Press reports about suicide usually ignore the black box warning on antidepressants that says “WARNING: SUICIDAL THOUGHTS AND BEHAVIORS,” “Increased risk of suicidal thinking and behavior in children, adolescents, and young adults taking antidepressants,” and “Monitor for worsening and emergence of suicidal thoughts and behaviors .” Oh, that.

Use of suicide-linked drugs in military personnel (who, of course, are young adults) is rampant and 36 percent of the troops who killed themselves had never even deployed concedes a 2010 Army report called Health Promotion, Risk Reduction and Suicide Prevention. That means it was not the stress of combat or deployment that caused their suicides.

Since drug safety activists and families touched by suicide succeeded in getting black box warnings on antidepressants, the drug industry has sought to blame rising suicides on the warnings themselves because they are a “barrier” to treatment.
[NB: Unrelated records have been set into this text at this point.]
mod intent;
mod play;
mod replay;
mod serve;

use std::net::SocketAddr;
use std::path::PathBuf;

use anyhow::{Context, Result, anyhow};
use clap::{Parser, Subcommand};
use client::{ApiClient, ClientConfig};
use common::{CreateTeam, TeamKind};
use tracing::{error, info};
use url::Url;

#[derive(Parser, Debug)]
#[command(name = "mrx", about = "Play, inspect and replay Mr. X games from the command line")]
struct Args {
    /// Base URL of the game server (e.g. https://mrx.example.org). Overrides MRX_HOST
    #[arg(long, global = true)]
    url: Option<String>,

    /// Development mode: plain ws/http on the development port
    #[arg(long, global = true)]
    dev: bool,

    #[command(subcommand)]
    command: Command,
}

#[derive(Subcommand, Debug)]
enum Command {
    /// Join a team and follow the live game. Reads commands from stdin
    Play {
        /// Id of the team to join
        #[arg(long)]
        team: u32,

        /// Record every game state to this file (`.gz` for compression)
        #[arg(long)]
        record: Option<PathBuf>,

        /// Treat bare `<lat>,<long>` lines on stdin as position fixes
        #[arg(long)]
        stdin_positions: bool,
    },
    /// List the teams
    Teams,
    /// Create a team: mrx | detective | observer
    CreateTeam {
        name: String,

        #[arg(value_parser = parse_kind)]
        kind: TeamKind,

        #[arg(long, default_value = "#ff7f00")]
        color: String,
    },
    /// List the stops
    Stops,
    /// Check whether the server is reachable
    Ping,
    /// Play a replay log locally and log its frames
    Replay {
        file: PathBuf,

        #[arg(long, default_value_t = 1.0)]
        speed: f64,

        /// Start at this position, between 0 and 1
        #[arg(long)]
        seek: Option<f64>,
    },
    /// Play a recording hosted by a replay service
    RemoteReplay {
        file: String,

        #[arg(long)]
        speed: Option<f64>,
    },
    /// Host the replay service for the logs in a directory
    ServeReplay {
        /// Directory holding the replay logs. Defaults to MRX_REPLAY_DIR or ./replays
        #[arg(long)]
        dir: Option<PathBuf>,

        #[arg(long, default_value = "127.0.0.1:3001")]
        addr: SocketAddr,
    },
}

#[tokio::main]
async fn main() -> Result<()> {
    dotenv::dotenv().ok();

    let env_filter = tracing_subscriber::EnvFilter::try_from_default_env()
        .unwrap_or_else(|_| tracing_subscriber::EnvFilter::new("info"));
    tracing_subscriber::fmt()
        .with_env_filter(env_filter)
        .with_target(false)
        .init();

    let args = Args::parse();
    let config = build_config(&args)?;

    match args.command {
        Command::Play {
            team,
            record,
            stdin_positions,
        } => play::run(config, team, record, stdin_positions).await,
        Command::Teams => {
            let teams = ApiClient::new(config).teams().await?;
            for team in teams {
                println!("{:>4}  {:<10} {:<8} {}", team.id, format!("{:?}", team.kind), team.color, team.name);
            }
            Ok(())
        }
        Command::CreateTeam { name, kind, color } => {
            let request = CreateTeam { name, color, kind };
            match ApiClient::new(config).create_team(&request).await? {
                Ok(team) => {
                    println!("Created team {} with id {}", team.name, team.id);
                    Ok(())
                }
                Err(e) => Err(anyhow!("Server refused to create team {:?}: {}", request.name, e)),
            }
        }
        Command::Stops => {
            let stops = ApiClient::new(config).stops().await?;
            for stop in stops {
                println!("{:<20} {:>9.5} {:>9.5}  {}", stop.id, stop.lat, stop.lon, stop.name);
            }
            Ok(())
        }
        Command::Ping => {
            let url = config.ping_url()?;
            if ApiClient::new(config).ping().await {
                info!("{} is up", url);
                Ok(())
            } else {
                error!("{} is not reachable", url);
                Err(anyhow!("Ping failed"))
            }
        }
        Command::Replay { file, speed, seek } => replay::run_local(config, file, speed, seek).await,
        Command::RemoteReplay { file, speed } => replay::run_remote(config, file, speed).await,
        Command::ServeReplay { dir, addr } => {
            let dir = dir.unwrap_or_else(|| config.replay_dir.clone());
            serve::run(addr, dir, config.replay_tick, config.max_replay_bytes).await
        }
    }
}

fn build_config(args: &Args) -> Result<ClientConfig> {
    let mut config = ClientConfig::from_env().context("Invalid MRX_* environment")?;
    if let Some(url) = &args.url {
        config = config.with_base_url(&normalize_base_url(url)?)?;
    }
    if args.dev {
        config.dev = true;
    }
    Ok(config)
}

fn normalize_base_url(raw: &str) -> Result<Url> {
    // `localhost:3000` parses as scheme `localhost`
    let url = Url::parse(raw)
        .ok()
        .filter(|url| url.host_str().is_some())
        .map_or_else(|| Url::parse(&format!("http://{raw}")), Ok)
        .context("Invalid base URL")?;
    if url.host_str().is_none() {
        return Err(anyhow!("Base URL {} has no host", url));
    }
    Ok(url)
}

fn parse_kind(raw: &str) -> Result<TeamKind> {
    match raw.to_ascii_lowercase().as_str() {
        "mrx" | "mr-x" | "mr_x" => Ok(TeamKind::MrX),
        "detective" => Ok(TeamKind::Detective),
        "observer" => Ok(TeamKind::Observer),
        other => Err(anyhow!("Unknown team kind {other:?}, expected mrx, detective or observer")),
    }
}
What? The claim is as nonsensical as blaming obesity on lack of diet drugs and one drug consultant actually had to retract his assertions in The New York Times.

While many know the National Alliance on Mental Illness or NAMI gets the majority of its donations from drug makers (according to congressional investigators) many “suicide prevention” groups are also drug-funded. The American Foundation for Suicide Prevention received $100,000 from Eli Lilly in 2011 and $50,000 in 2012 and was led for a time by psychiatrist Charles Nemeroff who left Emory University after Congress found he failed to disclose at least $1.2 million in drug industry income. Another group is Active Minds, located on at least 100 campuses and funded by Eli Lilly, NAMI and AstraZeneca among other donors. This month, in a feature about campus suicides, New York Times magazine refers to Active Minds as an “advocacy group.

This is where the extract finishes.